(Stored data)
// SPDX-License-Identifier: MIT OR Apache-2.0

//! Rendering and input capabilities required from a windowing backend.
//!
//! The core never talks to a window system directly. Anything that can open a
//! window of a given size, draw a handful of primitives, measure text and
//! report pointer/key presses can host a board by implementing [`Surface`].

use serde::{Deserialize, Serialize};

use crate::wrap::TextMeasure;

/// A position in window pixels
#[derive(Debug, Clone, Copy, PartialEq, Default, Serialize, Deserialize)]
pub struct Point {
    pub x: f32,
    pub y: f32,
}

impl Point {
    pub const fn new(x: f32, y: f32) -> Self {
        Self { x, y }
    }

    /// Squared Euclidean distance to another point
    pub fn distance_squared(&self, other: Point) -> f32 {
        let dx = self.x - other.x;
        let dy = self.y - other.y;
        dx * dx + dy * dy
    }
}

/// Axis-aligned rectangle in window pixels
#[derive(Debug, Clone, Copy, PartialEq, Default)]
pub struct Rect {
    pub x: f32,
    pub y: f32,
    pub width: f32,
    pub height: f32,
}

impl Rect {
    pub const fn new(x: f32, y: f32, width: f32, height: f32) -> Self {
        Self { x, y, width, height }
    }

    /// Square of half-side `half` centred on `center`
    pub fn centered_square(center: Point, half: f32) -> Self {
        Self::new(center.x - half, center.y - half, half * 2.0, half * 2.0)
    }

    /// Check if a point is inside this rectangle (edges inclusive)
    pub fn contains(&self, p: Point) -> bool {
        p.x >= self.x && p.x <= self.x + self.width && p.y >= self.y && p.y <= self.y + self.height
    }
}

/// 8-bit RGBA colour
#[derive(Debug, Clone, Copy, PartialEq, Eq, Hash)]
pub struct Rgba {
    pub r: u8,
    pub g: u8,
    pub b: u8,
    pub a: u8,
}

impl Rgba {
    pub const fn rgb(r: u8, g: u8, b: u8) -> Self {
        Self { r, g, b, a: 255 }
    }

    pub const fn rgba(r: u8, g: u8, b: u8, a: u8) -> Self {
        Self { r, g, b, a }
    }
}

/// Pointer buttons the core asks about
#[derive(Debug, Clone, Copy, PartialEq, Eq, Hash)]
pub enum PointerButton {
    Primary,
}

/// Keys the core asks about
#[derive(Debug, Clone, Copy, PartialEq, Eq, Hash)]
pub enum Key {
    Up,
    Down,
    W,
    S,
    Enter,
    Escape,
    P,
}

/// A window that can be drawn into once per frame and polled for input.
///
/// Draw calls between [`Surface::begin_frame`] and [`Surface::end_frame`] are
/// buffered in call order and presented on `end_frame`. Press queries are
/// edge-triggered: they report presses that happened during the current frame.
pub trait Surface: TextMeasure {
    /// Size the window to `width` x `height` pixels and set its title
    fn configure_window(&mut self, title: &str, width: u32, height: u32);

    fn begin_frame(&mut self);

    fn end_frame(&mut self);

    /// Current drawable width in pixels
    fn width(&self) -> f32;

    fn clear(&mut self, color: Rgba);

    fn line(&mut self, from: Point, to: Point, thickness: f32, color: Rgba);

    fn circle_filled(&mut self, center: Point, radius: f32, color: Rgba);

    fn circle_outline(&mut self, center: Point, radius: f32, color: Rgba);

    fn rect_filled(&mut self, rect: Rect, color: Rgba);

    fn rect_outline(&mut self, rect: Rect, color: Rgba);

    /// Draw `text` with its top-left corner at `at`
    fn text(&mut self, text: &str, at: Point, font_size: f32, color: Rgba);

    /// Latest pointer position, if the pointer is over the window
    fn pointer_position(&self) -> Option<Point>;

    fn is_pointer_pressed(&self, button: PointerButton) -> bool;

    fn is_key_pressed(&self, key: Key) -> bool;

    /// True when the platform asked the window to close
    fn close_requested(&self) -> bool;
}
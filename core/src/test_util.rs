// SPDX-License-Identifier: MIT OR Apache-2.0

#![cfg(test)]

//! Headless surface for exercising sessions and menus without a window

use crate::surface::{Key, Point, PointerButton, Rect, Rgba, Surface};
use crate::wrap::TextMeasure;

/// Monospace measurement: every character is half the font size wide
pub struct FixedAdvance;

impl TextMeasure for FixedAdvance {
    fn text_width(&self, text: &str, font_size: f32) -> f32 {
        text.chars().count() as f32 * font_size / 2.0
    }
}

/// One recorded primitive
#[derive(Debug, Clone, PartialEq)]
pub enum DrawCall {
    Clear(Rgba),
    Line { from: Point, to: Point, thickness: f32, color: Rgba },
    CircleFilled { center: Point, radius: f32, color: Rgba },
    CircleOutline { center: Point, radius: f32, color: Rgba },
    RectFilled { rect: Rect, color: Rgba },
    RectOutline { rect: Rect, color: Rgba },
    Text { text: String, at: Point, font_size: f32, color: Rgba },
}

/// Surface that records draw calls and replays scripted input
#[derive(Default)]
pub struct RecordingSurface {
    pub window: Option<(String, u32, u32)>,
    /// Calls buffered since the last `begin_frame`
    pub frame: Vec<DrawCall>,
    /// Frames flushed by `end_frame`
    pub presented: Vec<Vec<DrawCall>>,
    pub pointer: Option<Point>,
    pub pressed_buttons: Vec<PointerButton>,
    pub pressed_keys: Vec<Key>,
    pub close: bool,
    width: f32,
}

impl RecordingSurface {
    pub fn new() -> Self {
        Self::default()
    }

    pub fn press_key(&mut self, key: Key) {
        self.pressed_keys.push(key);
    }

    pub fn hover(&mut self, at: Point) {
        self.pointer = Some(at);
    }

    pub fn click_at(&mut self, at: Point) {
        self.pointer = Some(at);
        self.pressed_buttons.push(PointerButton::Primary);
    }

    /// Forget this frame's presses; the pointer stays where it is
    pub fn next_frame(&mut self) {
        self.pressed_buttons.clear();
        self.pressed_keys.clear();
    }

    pub fn texts(&self) -> Vec<&str> {
        self.frame
            .iter()
            .filter_map(|call| match call {
                DrawCall::Text { text, .. } => Some(text.as_str()),
                _ => None,
            })
            .collect()
    }
}

impl TextMeasure for RecordingSurface {
    fn text_width(&self, text: &str, font_size: f32) -> f32 {
        FixedAdvance.text_width(text, font_size)
    }
}

impl Surface for RecordingSurface {
    fn configure_window(&mut self, title: &str, width: u32, height: u32) {
        self.window = Some((title.to_string(), width, height));
        self.width = width as f32;
    }

    fn begin_frame(&mut self) {
        self.frame.clear();
    }

    fn end_frame(&mut self) {
        self.presented.push(std::mem::take(&mut self.frame));
    }

    fn width(&self) -> f32 {
        self.width
    }

    fn clear(&mut self, color: Rgba) {
        self.frame.push(DrawCall::Clear(color));
    }

    fn line(&mut self, from: Point, to: Point, thickness: f32, color: Rgba) {
        self.frame.push(DrawCall::Line { from, to, thickness, color });
    }

    fn circle_filled(&mut self, center: Point, radius: f32, color: Rgba) {
        self.frame.push(DrawCall::CircleFilled { center, radius, color });
    }

    fn circle_outline(&mut self, center: Point, radius: f32, color: Rgba) {
        self.frame.push(DrawCall::CircleOutline { center, radius, color });
    }

    fn rect_filled(&mut self, rect: Rect, color: Rgba) {
        self.frame.push(DrawCall::RectFilled { rect, color });
    }

    fn rect_outline(&mut self, rect: Rect, color: Rgba) {
        self.frame.push(DrawCall::RectOutline { rect, color });
    }

    fn text(&mut self, text: &str, at: Point, font_size: f32, color: Rgba) {
        self.frame.push(DrawCall::Text { text: text.to_string(), at, font_size, color });
    }

    fn pointer_position(&self) -> Option<Point> {
        self.pointer
    }

    fn is_pointer_pressed(&self, button: PointerButton) -> bool {
        self.pressed_buttons.contains(&button)
    }

    fn is_key_pressed(&self, key: Key) -> bool {
        self.pressed_keys.contains(&key)
    }

    fn close_requested(&self) -> bool {
        self.close
    }
}
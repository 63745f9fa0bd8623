// SPDX-License-Identifier: MIT OR Apache-2.0

//! Board Games Core - Board Geometry and Interaction
//!
//! This crate provides the presentation core shared by every board game:
//! - Layout generation for the fixed 24-point board and square grids
//! - Pointer hit testing against board nodes
//! - Greedy word wrapping of status text
//! - A backend-agnostic drawing/input surface and the board session on top of it
//! - Menu and pause overlay state machines

#![deny(unsafe_code)]
#![deny(clippy::all)]

pub mod hit_test;
pub mod layout;
pub mod menu;
pub mod palette;
pub mod pause;
pub mod session;
pub mod surface;
pub mod wrap;

#[cfg(test)]
mod test_util;

use serde::{Deserialize, Serialize};
use thiserror::Error;

pub use layout::{BoardKind, DisplayMetrics, Edge, GridSize, Layout, NodeIndex};
pub use session::BoardSession;
pub use surface::{Key, Point, PointerButton, Rect, Rgba, Surface};
pub use wrap::TextMeasure;

/// Title used for every board window
pub const WINDOW_TITLE: &str = "Board Game";

/// The side a piece or territory marker belongs to
#[derive(Debug, Clone, Copy, PartialEq, Eq, Hash, Serialize, Deserialize)]
pub enum Player {
    /// First player, drawn as solid black
    One,
    /// Second player, drawn white with a dark outline
    Two,
}

/// Errors that can occur while building a layout
#[derive(Debug, Error, Clone, PartialEq, Eq)]
pub enum LayoutError {
    /// Grid boards need at least one intersection per side
    #[error("invalid grid size {0}: must be at least 1")]
    InvalidGridSize(usize),
}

■ **Your task**
Lines containing the word "crate" must be found in the data above and copied.

■ **Your solution**
use crate::wrap::TextMeasure;
use crate::surface::{Key, Point, PointerButton, Rect, Rgba, Surface};
use crate::wrap::TextMeasure;
//! This crate provides the presentation core shared by every board game:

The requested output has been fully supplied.